Similarly, we need to educate consumers not just about the privacy risks in this new health care world, but also the rewards. We need to help them understand that in addition to privacy rights - they have responsibilities. That means asking questions, demanding answers and becoming active participants in their own health care.
To help ensure that consumers have the privacy protection tools they need, we're again calling on Congress to pass a comprehensive privacy and confidentiality law. Congress failed to get the job done last year. We will work with Congress. But if they do not act, we will move forward with regulations - not only because the law requires us to, but because it is the right thing to do.
Finally, we need an informed public because, as the National Research Council has pointed out, there are many tough privacy questions that still need answers. Those answers cannot be imposed from the top down. They must be worked out from the bottom up. That means we must have nothing less than a national conversation about privacy.
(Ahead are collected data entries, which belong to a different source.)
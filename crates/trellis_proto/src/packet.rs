//! Packet batch codec.
//!
//! A packet payload is a batch of up to [`MAX_MESSAGES`] serialized
//! messages:
//!
//! ```text
//! [count: u8] ([len: varint] [bytes...]) * count
//! ```
//!
//! The 15-message cap keeps the count in a single byte with room to spare;
//! the real bound on a batch is always the endpoint's `max_packet_size`.

use bytes::Bytes;
use octs::{BytesMut, EncodeLen, Read, VarInt, Write};

/// Most messages one packet may batch.
pub const MAX_MESSAGES: usize = 15;

/// Bytes `msg` will occupy inside a packet payload: varint length prefix
/// plus the message itself.
#[must_use]
pub fn message_encoded_len(msg: &Bytes) -> usize {
    VarInt(msg.len() as u64).encode_len() + msg.len()
}

/// Bytes a batch of messages will occupy as a packet payload.
#[must_use]
pub fn encoded_len(msgs: &[Bytes]) -> usize {
    1 + msgs.iter().map(message_encoded_len).sum::<usize>()
}

/// Encodes a batch into a packet payload.
///
/// # Panics
///
/// Panics if the batch holds more than [`MAX_MESSAGES`] messages; callers
/// bound the batch while building it.
#[must_use]
pub fn encode(msgs: &[Bytes]) -> Bytes {
    assert!(msgs.len() <= MAX_MESSAGES);
    let mut buf = BytesMut::with_capacity(encoded_len(msgs));
    #[allow(clippy::cast_possible_truncation)] // count <= 15
    buf.write(msgs.len() as u8)
        .expect("BytesMut grows on demand");
    for msg in msgs {
        buf.write(VarInt(msg.len() as u64))
            .expect("BytesMut grows on demand");
        buf.write_from(msg.clone()).expect("BytesMut grows on demand");
    }
    buf.freeze()
}

/// Error when decoding a packet payload.
#[derive(Debug, Clone, PartialEq, Eq, thiserror::Error)]
pub enum PacketError {
    /// Count byte exceeds [`MAX_MESSAGES`].
    #[error("too many messages in packet - {count} / {MAX_MESSAGES}")]
    TooManyMessages {
        /// Count byte read from the payload.
        count: u8,
    },
    /// Payload ended before the advertised messages were read, or a length
    /// prefix was malformed.
    #[error("malformed packet payload")]
    Malformed,
    /// Bytes were left over after the advertised messages were read.
    #[error("trailing bytes after packet payload")]
    TrailingBytes,
}

/// Decodes a packet payload back into its batch of messages.
///
/// # Errors
///
/// Errors if the payload is malformed in any way; the caller counts the
/// failure and drops the frame.
pub fn decode(mut payload: Bytes) -> Result<Vec<Bytes>, PacketError> {
    let count = payload.read::<u8>().map_err(|_| PacketError::Malformed)?;
    if usize::from(count) > MAX_MESSAGES {
        return Err(PacketError::TooManyMessages { count });
    }
    let mut msgs = Vec::with_capacity(usize::from(count));
    for _ in 0..count {
        let len = payload
            .read::<VarInt<u64>>()
            .map_err(|_| PacketError::Malformed)?
            .0;
        let len = usize::try_from(len).map_err(|_| PacketError::Malformed)?;
        let msg = payload.read_next(len).map_err(|_| PacketError::Malformed)?;
        msgs.push(msg);
    }
    if !payload.is_empty() {
        return Err(PacketError::TrailingBytes);
    }
    Ok(msgs)
}

#[cfg(test)]
mod tests {
    use assert_matches::assert_matches;

    use super::*;

    #[test]
    fn encode_decode_batch() {
        let msgs = vec![
            Bytes::from_static(b"one"),
            Bytes::from_static(b""),
            Bytes::from_static(b"three33"),
        ];
        let payload = encode(&msgs);
        assert_eq!(encoded_len(&msgs), payload.len());
        assert_eq!(msgs, decode(payload).unwrap());
    }

    #[test]
    fn empty_batch() {
        let payload = encode(&[]);
        assert_eq!(1, payload.len());
        assert!(decode(payload).unwrap().is_empty());
    }

    #[test]
    fn rejects_overlong_count() {
        let payload = Bytes::from_static(&[16]);
        assert_matches!(
            decode(payload),
            Err(PacketError::TooManyMessages { count: 16 })
        );
    }

    #[test]
    fn rejects_truncated_payload() {
        // one message of advertised length 5, only 2 bytes present
        let payload = Bytes::from_static(&[1, 5, b'h', b'i']);
        assert_matches!(decode(payload), Err(PacketError::Malformed));
    }

    #[test]
    fn rejects_trailing_bytes() {
        let mut raw = encode(&[Bytes::from_static(b"ok")]).to_vec();
        raw.push(0xFF);
        assert_matches!(
            decode(Bytes::from(raw)),
            Err(PacketError::TrailingBytes)
        );
    }

    #[test]
    fn message_len_accounts_for_prefix() {
        let msg = Bytes::from_static(&[0; 200]);
        // 200 needs a 2-byte varint
        assert_eq!(202, message_encoded_len(&msg));
    }
}
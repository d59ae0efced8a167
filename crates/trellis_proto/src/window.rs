//! See [`WindowBuf`].

use crate::seq::Seq;

/// Sliding-window slot buffer indexed by `seq mod window`.
///
/// Both endpoint buffers (packets pending acknowledgment, packets received
/// out of order) are one of these: a fixed array of `Option<T>` slots whose
/// capacity is the window size, a power of two. Indexing is `seq & (w - 1)`,
/// so a slot is reused as soon as the window has moved a full capacity past
/// it - the window invariants guarantee no two live packets ever share a
/// slot.
///
/// Slots are reused in place; nothing allocates after construction.
///
/// # Example
///
/// ```
/// use trellis_proto::{seq::Seq, window::WindowBuf};
///
/// let mut buf = WindowBuf::new(8);
/// assert!(buf.insert(Seq(3), "hello").is_none());
/// assert!(buf.occupied(Seq(3)));
///
/// // seq 11 maps to the same slot as seq 3
/// assert_eq!(Some("hello"), buf.insert(Seq(11), "world"));
/// assert_eq!(Some("world"), buf.take(Seq(11)));
/// assert!(buf.is_empty());
/// ```
#[derive(Debug, Clone)]
pub struct WindowBuf<T> {
    slots: Box<[Option<T>]>,
}

impl<T> WindowBuf<T> {
    /// Creates a buffer of `window` slots.
    ///
    /// # Panics
    ///
    /// Panics if `window` is not a power of two.
    #[must_use]
    pub fn new(window: usize) -> Self {
        assert!(window.is_power_of_two());
        Self {
            slots: (0..window).map(|_| None).collect(),
        }
    }

    fn slot(&self, seq: Seq) -> usize {
        usize::from(seq.0) & (self.slots.len() - 1)
    }

    /// Number of slots.
    #[must_use]
    pub fn capacity(&self) -> usize {
        self.slots.len()
    }

    /// Number of occupied slots.
    #[must_use]
    pub fn len(&self) -> usize {
        self.slots.iter().filter(|s| s.is_some()).count()
    }

    /// Returns `true` if no slot is occupied.
    #[must_use]
    pub fn is_empty(&self) -> bool {
        self.slots.iter().all(Option::is_none)
    }

    /// Returns `true` if the slot for `seq` holds a value.
    #[must_use]
    pub fn occupied(&self, seq: Seq) -> bool {
        self.slots[self.slot(seq)].is_some()
    }

    /// Stores a value in the slot for `seq`, returning the displaced value
    /// if the slot was occupied.
    pub fn insert(&mut self, seq: Seq, value: T) -> Option<T> {
        let slot = self.slot(seq);
        self.slots[slot].replace(value)
    }

    /// Removes and returns the value in the slot for `seq`.
    pub fn take(&mut self, seq: Seq) -> Option<T> {
        let slot = self.slot(seq);
        self.slots[slot].take()
    }

    /// Borrows the value in the slot for `seq`.
    #[must_use]
    pub fn get(&self, seq: Seq) -> Option<&T> {
        self.slots[self.slot(seq)].as_ref()
    }

    /// Mutably borrows the value in the slot for `seq`.
    #[must_use]
    pub fn get_mut(&mut self, seq: Seq) -> Option<&mut T> {
        let slot = self.slot(seq);
        self.slots[slot].as_mut()
    }
}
Since I'm talking to an audience that includes many future lawyers, let me start with some of the unanswered questions surrounding law enforcement. I'll use what I call "Socratic method lite." I'll ask questions, but I won't call on anyone for the answers.
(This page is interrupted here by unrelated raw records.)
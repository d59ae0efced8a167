//! See [`UnreliableEndpoint`].

use bytes::Bytes;
use derivative::Derivative;
use web_time::{Duration, Instant};

use crate::{
    packet,
    queue::MessageQueue,
    reliable::{ReceiveFn, SendError, TransmitFn},
    stats::EndpointStats,
};

/// Configuration for an [`UnreliableEndpoint`].
#[derive(Debug, Clone, PartialEq, Eq)]
pub struct Config {
    /// Largest serialized message accepted by
    /// [`send`](UnreliableEndpoint::send).
    pub max_message_size: usize,
    /// Cap on serialized payload bytes per frame.
    pub max_packet_size: usize,
    /// Nominal period between `tick` calls.
    pub update_interval: Duration,
    /// Sequence numbers wrap at this value; at most 256.
    pub max_seq: u16,
}

impl Default for Config {
    fn default() -> Self {
        Self {
            max_message_size: 256,
            max_packet_size: 1024,
            update_interval: Duration::from_millis(100),
            max_seq: 256,
        }
    }
}

/// Packs the unreliable wire header: byte 0 is the seq, bytes 2-3 the
/// sender's timestamp in milliseconds mod 2^16.
#[must_use]
pub const fn pack_header(seq: u8, timestamp_ms: u16) -> u32 {
    seq as u32 | ((timestamp_ms as u32) << 16)
}

/// Splits an unreliable wire header into `(seq, timestamp_ms)`.
#[must_use]
#[allow(clippy::cast_possible_truncation)] // deliberate field extraction
pub const fn unpack_header(word: u32) -> (u8, u16) {
    (word as u8, (word >> 16) as u16)
}

/// Best-effort sibling of [`ReliableEndpoint`]: same submission and
/// callback surface, no acknowledgments and no retransmission.
///
/// Every frame carries a wrapping sequence byte and a millisecond
/// timestamp. The receive side counts sequence gaps as lost and moves on;
/// nothing is ever recovered.
///
/// [`ReliableEndpoint`]: crate::reliable::ReliableEndpoint
#[derive(Derivative)]
#[derivative(Debug)]
pub struct UnreliableEndpoint {
    config: Config,
    next_seq: u16,
    /// Timestamps count milliseconds since the first tick.
    epoch: Option<Instant>,
    send_queue: MessageQueue,
    recv_queue: MessageQueue,
    /// Seq the receive side expects next; `None` until the first frame.
    expected: Option<u16>,
    /// Timestamp of the newest frame received.
    last_remote_timestamp: Option<u16>,
    stats: EndpointStats,
    #[derivative(Debug = "ignore")]
    on_transmit: Option<TransmitFn>,
    #[derivative(Debug = "ignore")]
    on_receive: Option<ReceiveFn>,
}

impl UnreliableEndpoint {
    /// Creates an endpoint.
    ///
    /// # Panics
    ///
    /// Panics if `config.max_seq` is 0 or greater than 256.
    #[must_use]
    pub fn new(config: Config) -> Self {
        assert!(config.max_seq >= 1 && config.max_seq <= 256);
        Self {
            config,
            next_seq: 0,
            epoch: None,
            send_queue: MessageQueue::new(),
            recv_queue: MessageQueue::new(),
            expected: None,
            last_remote_timestamp: None,
            stats: EndpointStats::default(),
            on_transmit: None,
            on_receive: None,
        }
    }

    /// Sets the transmit callback. Wire-up only; set once before use.
    pub fn set_transmit_callback(&mut self, cb: TransmitFn) {
        self.on_transmit = Some(cb);
    }

    /// Sets the receive callback. Wire-up only; set once before use.
    pub fn set_receive_callback(&mut self, cb: ReceiveFn) {
        self.on_receive = Some(cb);
    }

    /// Enqueues a serialized message, returning the new send queue depth.
    ///
    /// # Errors
    ///
    /// Errors if the message exceeds `max_message_size`; nothing is
    /// queued.
    pub fn send(&mut self, msg: Bytes) -> Result<usize, SendError> {
        let len = msg.len();
        let max = self.config.max_message_size;
        if len > max {
            return Err(SendError::TooLarge { len, max });
        }
        self.stats.msgs_sent += 1;
        let depth = self.send_queue.push(msg);
        tracing::trace!(len, depth, "message queued");
        Ok(depth)
    }

    /// Emits at most one frame carrying a batch of queued messages.
    ///
    /// Nothing is emitted when the queue is empty: without
    /// acknowledgments there is no keepalive to send.
    pub fn tick(&mut self, now: Instant) {
        if self.send_queue.is_empty() {
            return;
        }

        let mut batch = Vec::new();
        let mut len = 1; // count byte
        while batch.len() < packet::MAX_MESSAGES {
            let Some(msg) = self.send_queue.peek() else {
                break;
            };
            let msg_len = packet::message_encoded_len(msg);
            if len + msg_len > self.config.max_packet_size {
                break;
            }
            len += msg_len;
            let msg = self.send_queue.pop().expect("peeked above");
            batch.push(msg);
        }
        if batch.is_empty() {
            self.stats.framing_overflows += 1;
            tracing::error!(
                max_packet_size = self.config.max_packet_size,
                "queued message exceeds the packet payload cap"
            );
            return;
        }

        let epoch = *self.epoch.get_or_insert(now);
        #[allow(clippy::cast_possible_truncation)] // deliberately mod 2^16
        let timestamp = now.saturating_duration_since(epoch).as_millis() as u16;
        #[allow(clippy::cast_possible_truncation)] // max_seq <= 256
        let seq = self.next_seq as u8;
        self.next_seq = (self.next_seq + 1) % self.config.max_seq;

        self.stats.packets_sent += 1;
        self.stats.frames_sent += 1;
        tracing::trace!(seq, timestamp, msgs = batch.len(), "frame emitted");
        let payload = packet::encode(&batch);
        if let Some(cb) = self.on_transmit.as_mut() {
            cb(pack_header(seq, timestamp), Some(payload));
        }
    }

    /// Processes one inbound frame.
    ///
    /// Forward gaps between the expected and observed seq count as lost;
    /// stale or repeated seqs count as duplicates and are dropped. The
    /// receive callback fires if the batch delivered any messages.
    pub fn on_frame(&mut self, word: u32, payload: Option<Bytes>) {
        self.stats.frames_recv += 1;
        tracing::trace!(word, "frame received");
        let (seq, timestamp) = unpack_header(word);
        let seq = u16::from(seq);
        if seq >= self.config.max_seq {
            self.stats.decode_errors += 1;
            tracing::trace!(seq, "seq outside the configured space");
            return;
        }
        let Some(payload) = payload else {
            self.stats.decode_errors += 1;
            tracing::trace!(seq, "frame without payload");
            return;
        };
        let msgs = match packet::decode(payload) {
            Ok(msgs) => msgs,
            Err(err) => {
                self.stats.decode_errors += 1;
                tracing::trace!(seq, %err, "dropping undecodable batch");
                return;
            }
        };

        if let Some(expected) = self.expected {
            let max_seq = self.config.max_seq;
            let gap = (seq + max_seq - expected) % max_seq;
            if u32::from(gap) >= u32::from(max_seq) / 2 {
                // stale: this frame arrived after a later one
                self.stats.duplicates += 1;
                tracing::trace!(seq, expected, "dropping stale frame");
                return;
            }
            if gap > 0 {
                self.stats.lost += u64::from(gap);
                tracing::trace!(seq, expected, gap, "sequence gap");
            }
        }
        self.expected = Some((seq + 1) % self.config.max_seq);
        self.last_remote_timestamp = Some(timestamp);

        tracing::trace!(seq, msgs = msgs.len(), "delivering batch");
        self.stats.packets_recv += 1;
        for msg in msgs {
            self.stats.msgs_recv += 1;
            self.recv_queue.push(msg);
        }
        if !self.recv_queue.is_empty() {
            if let Some(cb) = self.on_receive.as_mut() {
                cb(&mut self.recv_queue);
            }
        }
    }

    /// Timestamp carried by the newest frame received, if any.
    #[must_use]
    pub const fn last_remote_timestamp(&self) -> Option<u16> {
        self.last_remote_timestamp
    }

    /// Depth of the outgoing message FIFO.
    #[must_use]
    pub fn send_queue_len(&self) -> usize {
        self.send_queue.len()
    }

    /// This endpoint's configuration.
    #[must_use]
    pub const fn config(&self) -> &Config {
        &self.config
    }

    /// Running counters.
    #[must_use]
    pub const fn stats(&self) -> &EndpointStats {
        &self.stats
    }
}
Should auditors be allowed to examine your medical records looking for fraud committed by a doctor? Most people would say, yes.
Should law enforcement officers be able to search through emergency room records looking for someone who has just fled the scene of a crime? Again, most people would say yes.
But, suppose law enforcement officers are looking through insurance records for fraud and stumble upon evidence of an unrelated crime - say drug use. What then?
Similarly, what happens if researchers stumble upon information about someone who may have exposed you to HIV? Is their obligation to your safety? Or the other person's privacy?
What happens if drug companies know you suffer from heart disease and send you information about their new treatment? Is that helpful or offensive? Does your answer change if the disease is depression? What about sexually-transmitted diseases?
These are tough - even wrenching - questions. But they are not going away. And they are not going to be solved overnight. We need to be flexible. We need to be open to all views. And we need a national commitment from government, the health care industry, ordinary citizens - and the legal profession - to find the answers.
I mentioned Stanley Kubrick's 1968 classic, 2001: A Space Odyssey. Sadly, Mr. Kubrick died earlier this month. But when his film first came out over 30 years ago, 2001 really was the future. Not any more. Now it's just two short years away. But what about the next 30 years? Do we face a future of great medical breakthroughs undiminished by misuse of our medical histories? Or do we face a nightmare where seeking health care means giving up our cherished privacy?
The answers depend on all of us working together to make sure that our health care information is held within established boundaries. That our health care information is secure. That those who fail to protect our health care information are held accountable. That each of us retains control over our health care information. And that we figure out how to balance the use of our health care information with other core public responsibilities.
We can do all of this - and when we do, we'll harness today's revolutions in biology, medicine and communications, while breathing new life into Justice Brandeis' profound vision of personal autonomy and privacy. Yes, we can achieve that vision. And if we act today, we will. Thank you.